[What is expected] Write out, word for word, every line in the data below from the one containing "use uuid::Uuid;" to the one containing "pub fn unreachable_message(backend: &str)", both of them included.

[Supplied information]
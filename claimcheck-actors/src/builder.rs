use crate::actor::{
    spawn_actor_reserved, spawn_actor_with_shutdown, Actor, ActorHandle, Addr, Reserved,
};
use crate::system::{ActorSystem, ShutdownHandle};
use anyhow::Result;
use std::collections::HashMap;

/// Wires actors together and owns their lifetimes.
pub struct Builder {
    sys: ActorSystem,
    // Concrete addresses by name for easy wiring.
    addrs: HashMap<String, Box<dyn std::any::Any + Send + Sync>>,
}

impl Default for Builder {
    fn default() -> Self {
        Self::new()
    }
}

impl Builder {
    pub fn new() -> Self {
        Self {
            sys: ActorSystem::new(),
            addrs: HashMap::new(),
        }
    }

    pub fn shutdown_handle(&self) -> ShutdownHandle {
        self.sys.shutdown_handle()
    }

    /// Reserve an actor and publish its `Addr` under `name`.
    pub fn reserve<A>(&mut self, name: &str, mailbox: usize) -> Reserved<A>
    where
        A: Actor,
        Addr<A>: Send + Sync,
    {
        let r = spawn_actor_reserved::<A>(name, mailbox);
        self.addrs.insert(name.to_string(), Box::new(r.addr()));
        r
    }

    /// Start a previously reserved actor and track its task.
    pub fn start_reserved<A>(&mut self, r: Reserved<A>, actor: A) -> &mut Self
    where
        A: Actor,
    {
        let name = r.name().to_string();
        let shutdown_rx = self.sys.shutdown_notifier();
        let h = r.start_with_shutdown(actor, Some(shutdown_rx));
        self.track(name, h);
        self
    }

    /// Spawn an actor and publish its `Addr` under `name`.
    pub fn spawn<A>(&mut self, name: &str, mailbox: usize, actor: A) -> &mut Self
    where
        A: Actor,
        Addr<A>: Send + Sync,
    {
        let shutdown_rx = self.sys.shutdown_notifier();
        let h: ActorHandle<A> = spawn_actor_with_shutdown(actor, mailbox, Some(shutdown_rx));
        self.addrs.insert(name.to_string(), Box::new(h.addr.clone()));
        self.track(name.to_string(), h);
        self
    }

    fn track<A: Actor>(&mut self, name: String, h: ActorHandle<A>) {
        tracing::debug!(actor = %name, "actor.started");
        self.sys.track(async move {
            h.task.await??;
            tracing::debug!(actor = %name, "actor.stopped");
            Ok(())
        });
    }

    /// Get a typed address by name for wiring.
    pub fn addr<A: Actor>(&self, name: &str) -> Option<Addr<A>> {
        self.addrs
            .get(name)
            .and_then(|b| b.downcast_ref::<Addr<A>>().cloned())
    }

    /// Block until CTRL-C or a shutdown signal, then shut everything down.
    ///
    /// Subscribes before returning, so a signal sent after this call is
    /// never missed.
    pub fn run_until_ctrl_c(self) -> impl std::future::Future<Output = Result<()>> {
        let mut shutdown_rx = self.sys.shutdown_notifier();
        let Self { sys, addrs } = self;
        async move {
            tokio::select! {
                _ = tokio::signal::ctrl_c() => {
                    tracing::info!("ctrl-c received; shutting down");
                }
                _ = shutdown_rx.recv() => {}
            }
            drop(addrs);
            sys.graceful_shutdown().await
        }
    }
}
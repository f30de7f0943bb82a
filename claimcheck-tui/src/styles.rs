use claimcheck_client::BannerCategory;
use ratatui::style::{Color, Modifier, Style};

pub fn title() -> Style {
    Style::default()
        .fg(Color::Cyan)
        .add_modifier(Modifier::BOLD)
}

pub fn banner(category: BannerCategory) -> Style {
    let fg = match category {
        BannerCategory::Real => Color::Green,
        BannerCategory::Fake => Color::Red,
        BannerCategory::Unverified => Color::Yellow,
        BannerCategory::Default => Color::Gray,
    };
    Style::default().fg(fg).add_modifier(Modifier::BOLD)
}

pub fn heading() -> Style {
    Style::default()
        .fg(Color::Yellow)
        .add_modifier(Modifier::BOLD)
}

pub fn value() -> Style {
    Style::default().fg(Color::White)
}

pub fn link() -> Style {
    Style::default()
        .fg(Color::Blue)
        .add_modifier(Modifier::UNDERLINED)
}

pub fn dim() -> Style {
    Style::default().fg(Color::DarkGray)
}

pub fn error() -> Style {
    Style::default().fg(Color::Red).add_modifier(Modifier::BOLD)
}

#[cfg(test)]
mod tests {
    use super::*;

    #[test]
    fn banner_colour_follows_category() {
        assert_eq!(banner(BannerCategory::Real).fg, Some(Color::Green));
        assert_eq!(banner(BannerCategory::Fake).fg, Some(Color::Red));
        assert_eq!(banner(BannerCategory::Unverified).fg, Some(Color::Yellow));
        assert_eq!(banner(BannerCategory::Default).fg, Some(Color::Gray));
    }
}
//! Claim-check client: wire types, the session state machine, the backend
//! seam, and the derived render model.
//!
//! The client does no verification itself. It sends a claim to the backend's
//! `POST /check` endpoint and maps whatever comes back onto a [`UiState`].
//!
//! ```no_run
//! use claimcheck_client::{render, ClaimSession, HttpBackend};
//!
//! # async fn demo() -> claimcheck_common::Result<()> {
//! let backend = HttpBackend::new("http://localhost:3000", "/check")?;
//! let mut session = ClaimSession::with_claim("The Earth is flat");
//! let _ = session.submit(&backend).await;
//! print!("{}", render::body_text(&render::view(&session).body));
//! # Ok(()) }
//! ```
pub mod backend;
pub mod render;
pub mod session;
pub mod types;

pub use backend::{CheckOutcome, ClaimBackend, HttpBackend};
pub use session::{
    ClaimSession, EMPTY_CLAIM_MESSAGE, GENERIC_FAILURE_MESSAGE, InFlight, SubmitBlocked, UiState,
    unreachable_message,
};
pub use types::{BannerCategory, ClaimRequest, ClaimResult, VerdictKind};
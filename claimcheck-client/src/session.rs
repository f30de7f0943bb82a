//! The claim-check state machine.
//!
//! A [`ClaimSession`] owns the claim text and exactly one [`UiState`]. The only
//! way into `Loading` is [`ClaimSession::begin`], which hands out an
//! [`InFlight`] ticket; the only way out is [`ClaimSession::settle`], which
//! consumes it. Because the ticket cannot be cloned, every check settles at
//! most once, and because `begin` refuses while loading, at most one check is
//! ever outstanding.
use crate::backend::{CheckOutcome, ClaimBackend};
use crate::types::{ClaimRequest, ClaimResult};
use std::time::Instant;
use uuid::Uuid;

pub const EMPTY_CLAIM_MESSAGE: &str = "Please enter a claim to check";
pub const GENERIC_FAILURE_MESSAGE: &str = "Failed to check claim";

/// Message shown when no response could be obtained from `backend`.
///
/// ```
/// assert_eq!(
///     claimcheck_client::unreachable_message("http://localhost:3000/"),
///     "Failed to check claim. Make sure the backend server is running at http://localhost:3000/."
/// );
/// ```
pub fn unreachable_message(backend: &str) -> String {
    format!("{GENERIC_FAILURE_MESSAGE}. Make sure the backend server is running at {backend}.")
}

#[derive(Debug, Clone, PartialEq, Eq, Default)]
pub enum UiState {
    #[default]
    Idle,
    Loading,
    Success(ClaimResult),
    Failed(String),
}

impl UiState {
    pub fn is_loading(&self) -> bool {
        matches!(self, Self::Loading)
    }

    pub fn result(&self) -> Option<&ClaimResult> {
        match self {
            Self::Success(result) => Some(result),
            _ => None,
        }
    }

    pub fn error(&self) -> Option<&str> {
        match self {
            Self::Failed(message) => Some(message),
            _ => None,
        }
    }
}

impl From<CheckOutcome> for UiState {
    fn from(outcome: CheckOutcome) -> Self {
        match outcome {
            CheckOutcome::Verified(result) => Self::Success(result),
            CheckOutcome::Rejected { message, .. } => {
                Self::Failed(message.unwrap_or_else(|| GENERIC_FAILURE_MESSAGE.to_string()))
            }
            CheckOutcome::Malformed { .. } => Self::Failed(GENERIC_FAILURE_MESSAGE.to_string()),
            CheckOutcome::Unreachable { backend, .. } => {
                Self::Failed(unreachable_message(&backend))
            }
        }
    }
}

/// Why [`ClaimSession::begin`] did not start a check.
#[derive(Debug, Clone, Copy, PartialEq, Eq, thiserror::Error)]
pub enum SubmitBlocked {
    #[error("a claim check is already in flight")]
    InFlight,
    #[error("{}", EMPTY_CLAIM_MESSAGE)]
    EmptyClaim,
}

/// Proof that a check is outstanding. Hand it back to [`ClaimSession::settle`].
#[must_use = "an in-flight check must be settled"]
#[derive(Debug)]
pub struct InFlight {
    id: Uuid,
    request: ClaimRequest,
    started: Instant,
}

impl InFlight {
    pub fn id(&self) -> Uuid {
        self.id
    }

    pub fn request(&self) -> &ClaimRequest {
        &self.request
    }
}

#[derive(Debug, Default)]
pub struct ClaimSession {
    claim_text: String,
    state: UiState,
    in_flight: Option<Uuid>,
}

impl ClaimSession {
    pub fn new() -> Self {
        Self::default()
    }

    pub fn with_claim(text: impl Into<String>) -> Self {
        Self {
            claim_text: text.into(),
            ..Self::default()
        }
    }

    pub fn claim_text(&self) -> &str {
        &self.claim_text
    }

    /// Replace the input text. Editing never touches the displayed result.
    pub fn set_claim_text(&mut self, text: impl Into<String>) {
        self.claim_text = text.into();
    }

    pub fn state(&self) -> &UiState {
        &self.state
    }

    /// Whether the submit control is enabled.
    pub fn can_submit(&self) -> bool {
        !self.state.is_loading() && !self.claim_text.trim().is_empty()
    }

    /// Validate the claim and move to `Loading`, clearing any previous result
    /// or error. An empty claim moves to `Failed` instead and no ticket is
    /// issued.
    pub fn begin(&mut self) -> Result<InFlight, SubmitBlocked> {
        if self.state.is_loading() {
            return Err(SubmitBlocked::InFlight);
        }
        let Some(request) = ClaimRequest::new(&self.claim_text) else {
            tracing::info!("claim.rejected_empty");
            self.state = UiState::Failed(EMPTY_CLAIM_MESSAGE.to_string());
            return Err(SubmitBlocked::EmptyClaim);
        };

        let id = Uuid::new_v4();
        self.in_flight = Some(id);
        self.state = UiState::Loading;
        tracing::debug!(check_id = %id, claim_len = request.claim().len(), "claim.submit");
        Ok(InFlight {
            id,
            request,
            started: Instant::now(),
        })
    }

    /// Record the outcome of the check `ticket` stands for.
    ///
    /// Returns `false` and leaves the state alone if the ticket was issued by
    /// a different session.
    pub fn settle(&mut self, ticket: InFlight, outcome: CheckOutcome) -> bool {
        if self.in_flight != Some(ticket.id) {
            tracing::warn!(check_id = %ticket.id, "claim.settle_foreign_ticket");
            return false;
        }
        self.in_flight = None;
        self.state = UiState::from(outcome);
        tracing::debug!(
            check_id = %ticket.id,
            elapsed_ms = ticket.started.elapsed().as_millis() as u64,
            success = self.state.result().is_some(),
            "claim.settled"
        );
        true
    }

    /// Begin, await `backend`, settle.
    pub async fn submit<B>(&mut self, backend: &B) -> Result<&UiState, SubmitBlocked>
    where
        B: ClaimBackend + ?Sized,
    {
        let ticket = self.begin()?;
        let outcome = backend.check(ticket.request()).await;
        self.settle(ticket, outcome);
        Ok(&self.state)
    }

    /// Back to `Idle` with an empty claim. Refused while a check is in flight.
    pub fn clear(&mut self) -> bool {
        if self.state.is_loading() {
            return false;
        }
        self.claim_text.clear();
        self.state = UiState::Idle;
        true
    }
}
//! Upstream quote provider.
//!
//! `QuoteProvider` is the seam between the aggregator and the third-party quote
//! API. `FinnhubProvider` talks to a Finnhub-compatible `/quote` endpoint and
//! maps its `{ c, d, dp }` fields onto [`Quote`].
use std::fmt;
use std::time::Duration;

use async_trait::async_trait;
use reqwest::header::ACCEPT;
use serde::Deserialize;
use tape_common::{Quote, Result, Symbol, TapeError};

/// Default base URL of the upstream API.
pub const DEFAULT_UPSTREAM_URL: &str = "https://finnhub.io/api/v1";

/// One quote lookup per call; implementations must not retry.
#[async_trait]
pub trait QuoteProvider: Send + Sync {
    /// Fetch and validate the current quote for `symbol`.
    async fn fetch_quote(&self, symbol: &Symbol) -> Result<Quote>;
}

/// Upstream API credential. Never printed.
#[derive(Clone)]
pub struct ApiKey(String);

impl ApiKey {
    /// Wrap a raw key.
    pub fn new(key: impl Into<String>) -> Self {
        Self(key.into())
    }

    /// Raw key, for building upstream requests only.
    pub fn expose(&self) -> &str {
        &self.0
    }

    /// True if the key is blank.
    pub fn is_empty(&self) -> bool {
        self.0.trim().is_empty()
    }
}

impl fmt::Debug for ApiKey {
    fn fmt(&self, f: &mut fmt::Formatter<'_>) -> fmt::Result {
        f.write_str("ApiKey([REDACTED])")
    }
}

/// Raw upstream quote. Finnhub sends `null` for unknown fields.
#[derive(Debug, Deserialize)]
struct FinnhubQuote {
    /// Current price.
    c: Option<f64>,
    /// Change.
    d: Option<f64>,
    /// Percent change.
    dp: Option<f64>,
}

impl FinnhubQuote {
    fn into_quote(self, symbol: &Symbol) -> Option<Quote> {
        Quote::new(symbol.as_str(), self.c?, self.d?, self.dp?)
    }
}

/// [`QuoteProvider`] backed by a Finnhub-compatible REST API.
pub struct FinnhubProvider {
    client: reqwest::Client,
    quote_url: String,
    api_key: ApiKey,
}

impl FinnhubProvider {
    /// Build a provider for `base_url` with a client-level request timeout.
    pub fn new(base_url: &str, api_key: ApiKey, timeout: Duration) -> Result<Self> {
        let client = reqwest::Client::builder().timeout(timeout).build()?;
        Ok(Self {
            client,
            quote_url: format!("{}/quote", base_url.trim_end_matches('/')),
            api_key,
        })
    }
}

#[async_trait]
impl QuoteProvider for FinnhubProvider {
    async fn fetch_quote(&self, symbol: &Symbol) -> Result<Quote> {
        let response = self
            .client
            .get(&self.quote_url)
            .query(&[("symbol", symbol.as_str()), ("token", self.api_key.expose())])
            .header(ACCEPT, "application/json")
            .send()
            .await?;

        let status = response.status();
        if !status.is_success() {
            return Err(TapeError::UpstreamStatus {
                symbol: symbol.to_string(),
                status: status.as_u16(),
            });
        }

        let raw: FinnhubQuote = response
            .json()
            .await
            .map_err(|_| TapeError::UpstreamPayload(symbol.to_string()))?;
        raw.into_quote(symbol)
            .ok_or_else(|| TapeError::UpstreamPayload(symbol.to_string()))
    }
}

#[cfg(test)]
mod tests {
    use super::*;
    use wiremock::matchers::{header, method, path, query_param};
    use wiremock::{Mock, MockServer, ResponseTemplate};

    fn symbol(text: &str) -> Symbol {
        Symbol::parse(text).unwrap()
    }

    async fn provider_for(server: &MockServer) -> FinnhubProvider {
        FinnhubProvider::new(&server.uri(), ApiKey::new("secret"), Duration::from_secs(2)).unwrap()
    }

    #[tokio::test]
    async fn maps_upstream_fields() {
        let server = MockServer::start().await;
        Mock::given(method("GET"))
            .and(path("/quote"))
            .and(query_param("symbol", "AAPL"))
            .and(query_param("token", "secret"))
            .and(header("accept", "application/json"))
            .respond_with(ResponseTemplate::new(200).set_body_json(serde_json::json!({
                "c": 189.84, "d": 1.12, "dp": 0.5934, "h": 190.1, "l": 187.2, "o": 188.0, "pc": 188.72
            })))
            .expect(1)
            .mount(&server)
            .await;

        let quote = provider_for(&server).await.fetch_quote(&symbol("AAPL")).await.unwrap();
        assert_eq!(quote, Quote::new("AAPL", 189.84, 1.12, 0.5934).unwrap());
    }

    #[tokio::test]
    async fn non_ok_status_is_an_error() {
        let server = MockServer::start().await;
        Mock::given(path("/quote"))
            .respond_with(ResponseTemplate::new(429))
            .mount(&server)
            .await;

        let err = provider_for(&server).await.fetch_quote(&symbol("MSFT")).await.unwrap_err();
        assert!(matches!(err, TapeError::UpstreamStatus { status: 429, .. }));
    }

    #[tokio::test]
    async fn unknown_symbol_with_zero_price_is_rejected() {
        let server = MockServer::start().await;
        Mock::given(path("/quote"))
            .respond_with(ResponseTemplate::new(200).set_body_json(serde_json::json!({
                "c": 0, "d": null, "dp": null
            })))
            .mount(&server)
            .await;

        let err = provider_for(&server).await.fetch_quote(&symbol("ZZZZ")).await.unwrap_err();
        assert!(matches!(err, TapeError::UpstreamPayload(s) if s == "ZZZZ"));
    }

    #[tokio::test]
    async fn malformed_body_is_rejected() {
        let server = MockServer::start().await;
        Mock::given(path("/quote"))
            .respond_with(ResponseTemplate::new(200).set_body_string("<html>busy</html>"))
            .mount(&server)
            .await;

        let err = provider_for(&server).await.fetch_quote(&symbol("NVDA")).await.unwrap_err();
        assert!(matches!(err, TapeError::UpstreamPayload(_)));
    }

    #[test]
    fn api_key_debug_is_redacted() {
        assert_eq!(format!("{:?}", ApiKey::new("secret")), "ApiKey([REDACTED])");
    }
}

[Exercise output]
use uuid::Uuid;

pub const EMPTY_CLAIM_MESSAGE: &str = "Please enter a claim to check";
pub const GENERIC_FAILURE_MESSAGE: &str = "Failed to check claim";

/// Message shown when no response could be obtained from `backend`.
///
/// ```
/// assert_eq!(
///     claimcheck_client::unreachable_message("http://localhost:3000/"),
///     "Failed to check claim. Make sure the backend server is running at http://localhost:3000/."
/// );
/// ```
pub fn unreachable_message(backend: &str) -> String {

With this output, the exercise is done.